Vice presidente Geraldo Alckmin e equipe ministerial anunciam medidas de crédito e retaliação legal contra barreiras comerciais dos EUA.
(Imagem: Valter Campanato/Agência Brasil)
A escalada da tensão comercial entre Brasília e Washington ganhou um novo e preocupante capítulo que promete impactar diretamente o setor produtivo nacional. A partir de 22 de julho, os Estados Unidos aplicarão uma tarifa adicional de 25% sobre diversos produtos brasileiros, uma medida protecionista que levou o governo federal a estruturar às pressas um plano de socorro financeiro para blindar a indústria nacional de perdas milionárias.
O anúncio, feito em Brasília por uma coalizão de ministérios e representantes do Banco Central, tenta conter o nervosismo do mercado após o Escritório do Representante Comercial dos EUA (USTR) formalizar as sanções sob a alegação de supostas práticas comerciais desleais. Ao todo, cerca de 2.400 empresas nacionais devem sofrer o impacto direto da taxação repentina.
Na prática, o tarifaço morde uma fatia expressiva da nossa balança comercial, alcançando transações estimadas em US$ 7,4 bilhões. Setores tradicionais como os de calçados, madeira, móveis, cerâmica, máquinas e açúcar correm contra o tempo para reestruturar suas operações e evitar demissões em massa.
O que muda na prática com o plano de socorro
Para mitigar as perdas imediatas, o Ministério do Desenvolvimento, Indústria, Comércio e Serviços (MDIC) desenhou uma estratégia focada em sobrevivência financeira. O governo oferecerá linhas de crédito subsidiadas para capital de giro e investimentos produtivos, além de apoiar logisticamente o escoamento dessas mercadorias para mercados alternativos.
Mas o impacto vai além do alívio financeiro temporário. O vice-presidente Geraldo Alckmin indicou que o país está pronto para revidar juridicamente, acionando pela primeira vez os mecanismos da recém-provada Lei de Reciprocidade, que autoriza o Brasil a impor barreiras comerciais equivalentes em resposta a ataques unilaterais.
E é aqui que está o ponto central do embate: a insatisfação brasileira com o pretexto americano. O ministro da Fazenda, Dario Durigan, classificou a barreira como uma interferência externa indevida e garantiu que todas as alegações norte-americanas são falsas e destituídas de fundamentação técnica.
O que está por trás das queixas de Washington
Entre os pontos mais inusitados questionados pelos norte-americanos está o Pix. A Casa Branca alega que o sistema de pagamentos instantâneos criado pelo Banco Central do Brasil impõe barreiras ao comércio digital e desfavorece concorrentes estrangeiros do setor de meios de pagamento.

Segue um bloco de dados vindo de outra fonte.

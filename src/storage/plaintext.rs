//! Unprotected file backend
//!
//! Last resort for hosts without a usable secure store (headless Linux with
//! no keyring, containers). The cache file doubles as the marker. Only
//! selected when configured explicitly.

use std::path::{Path, PathBuf};
use std::sync::Arc;

use super::{suffixed, BackendKind, SecureStorageAccessor, StorageError, PROBE_PATH_SUFFIX};
use crate::fileio::RetryingFileOps;
use crate::observer::{StorageEvent, StorageObserver};

/// Cache accessor that keeps the blob in a plain file
pub struct PlaintextFileAccessor {
    path: PathBuf,
    file_ops: RetryingFileOps,
    observer: Arc<dyn StorageObserver>,
}

impl PlaintextFileAccessor {
    pub fn new(path: &Path, file_ops: RetryingFileOps, observer: Arc<dyn StorageObserver>) -> Self {
        Self {
            path: path.to_path_buf(),
            file_ops,
            observer,
        }
    }
}

impl SecureStorageAccessor for PlaintextFileAccessor {
    fn kind(&self) -> BackendKind {
        BackendKind::PlaintextFile
    }

    fn marker_path(&self) -> &Path {
        &self.path
    }

    fn read(&self) -> Result<Option<Vec<u8>>, StorageError> {
        match self.file_ops.read(&self.path) {
            Ok(data) => {
                self.observer.on_event(&StorageEvent::CacheRead {
                    backend: BackendKind::PlaintextFile.as_str(),
                    bytes: data.len(),
                });
                Ok(Some(data))
            }
            Err(e) if e.is_not_found() => Ok(None),
            Err(e) => Err(e.into()),
        }
    }

    fn write(&self, data: &[u8]) -> Result<(), StorageError> {
        self.file_ops.write(&self.path, data)?;
        // Writing already moved the mtime; touch keeps it strictly increasing
        self.file_ops.touch(&self.path)?;
        self.observer.on_event(&StorageEvent::CacheWritten {
            backend: BackendKind::PlaintextFile.as_str(),
            bytes: data.len(),
        });
        Ok(())
    }

    fn clear(&self) -> Result<(), StorageError> {
        self.file_ops.delete(&self.path)?;
        self.observer.on_event(&StorageEvent::CacheCleared {
            backend: BackendKind::PlaintextFile.as_str(),
        });
        Ok(())
    }

    fn create_for_persistence_validation(
        &self,
    ) -> Result<Box<dyn SecureStorageAccessor>, StorageError> {
        Ok(Box::new(PlaintextFileAccessor::new(
            &suffixed(&self.path, PROBE_PATH_SUFFIX),
            self.file_ops.clone(),
            self.observer.clone(),
        )))
    }
}

#[cfg(test)]
mod tests {
    use super::*;
    use crate::config::FileRetryPolicy;
    use crate::observer::NullObserver;
    use tempfile::TempDir;

    fn accessor(dir: &TempDir) -> PlaintextFileAccessor {
        PlaintextFileAccessor::new(
            &dir.path().join("cache.bin"),
            RetryingFileOps::new(FileRetryPolicy::default(), Arc::new(NullObserver)),
            Arc::new(NullObserver),
        )
    }

    #[test]
    fn test_missing_file_reads_as_none() {
        let dir = TempDir::new().unwrap();
        assert_eq!(accessor(&dir).read().unwrap(), None);
    }

    #[test]
    fn test_write_read_clear() {
        let dir = TempDir::new().unwrap();
        let store = accessor(&dir);

        store.write(b"cache bytes").unwrap();
        assert_eq!(store.read().unwrap(), Some(b"cache bytes".to_vec()));

        store.clear().unwrap();
        assert_eq!(store.read().unwrap(), None);
        assert!(!store.marker_path().exists());
    }

    #[test]
    fn test_write_bumps_marker() {
        let dir = TempDir::new().unwrap();
        let store = accessor(&dir);

        store.write(b"one").unwrap();
        let first = std::fs::metadata(store.marker_path()).unwrap().modified().unwrap();
        store.write(b"two").unwrap();
        let second = std::fs::metadata(store.marker_path()).unwrap().modified().unwrap();

        assert!(second > first);
    }

    #[test]
    fn test_validation_accessor_does_not_touch_real_cache() {
        let dir = TempDir::new().unwrap();
        let store = accessor(&dir);
        store.write(b"real").unwrap();
        let before = std::fs::metadata(store.marker_path()).unwrap().modified().unwrap();

        let check = store.create_for_persistence_validation().unwrap();
        assert_eq!(check.marker_path(), dir.path().join("cache.bin.test"));
        check.write(b"dummy").unwrap();
        assert_eq!(check.read().unwrap(), Some(b"dummy".to_vec()));
        check.clear().unwrap();

        let after = std::fs::metadata(store.marker_path()).unwrap().modified().unwrap();
        assert_eq!(before, after);
        assert_eq!(store.read().unwrap(), Some(b"real".to_vec()));
    }
}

A resposta brasileira veio com firmeza e ironia. O presidente do Banco Central, Gabriel Galípolo, rechaçou o argumento comparando-o a dizer que o saneamento básico prejudica a receita de quem distribui água em caminhões-pipa. Galípolo destacou que, longe de prejudicar o setor privado, a implementação do Pix fez o mercado brasileiro de cartões de crédito crescer expressivos 150%.
Outro flanco de ataque americano mirou as políticas ambientais do país, acusando o Brasil de complacência com o desmatamento ilegal de madeira. O Ministério do Meio Ambiente rebateu os dados de forma categórica, lembrando que a destruição florestal na Amazônia registrou queda expressiva de 50% nos últimos três anos.
O que pode acontecer a partir disso
Enquanto setores gigantes como os de aviação, petróleo, café e carne bovina respiram aliviados por terem sido deixados fora da lista negra de tarifas americanas, a indústria manufatureira nacional precisará acelerar o passo rumo à diversificação de compradores globais.
A participação dos Estados Unidos no destino das exportações brasileiras vem encolhendo gradativamente de 12,1% para os atuais 9,4%. Esse novo atrito tarifário deve apenas consolidar a tendência de isolamento de Washington e aproximar ainda mais os produtores nacionais de novos parceiros estratégicos na Ásia e na Europa.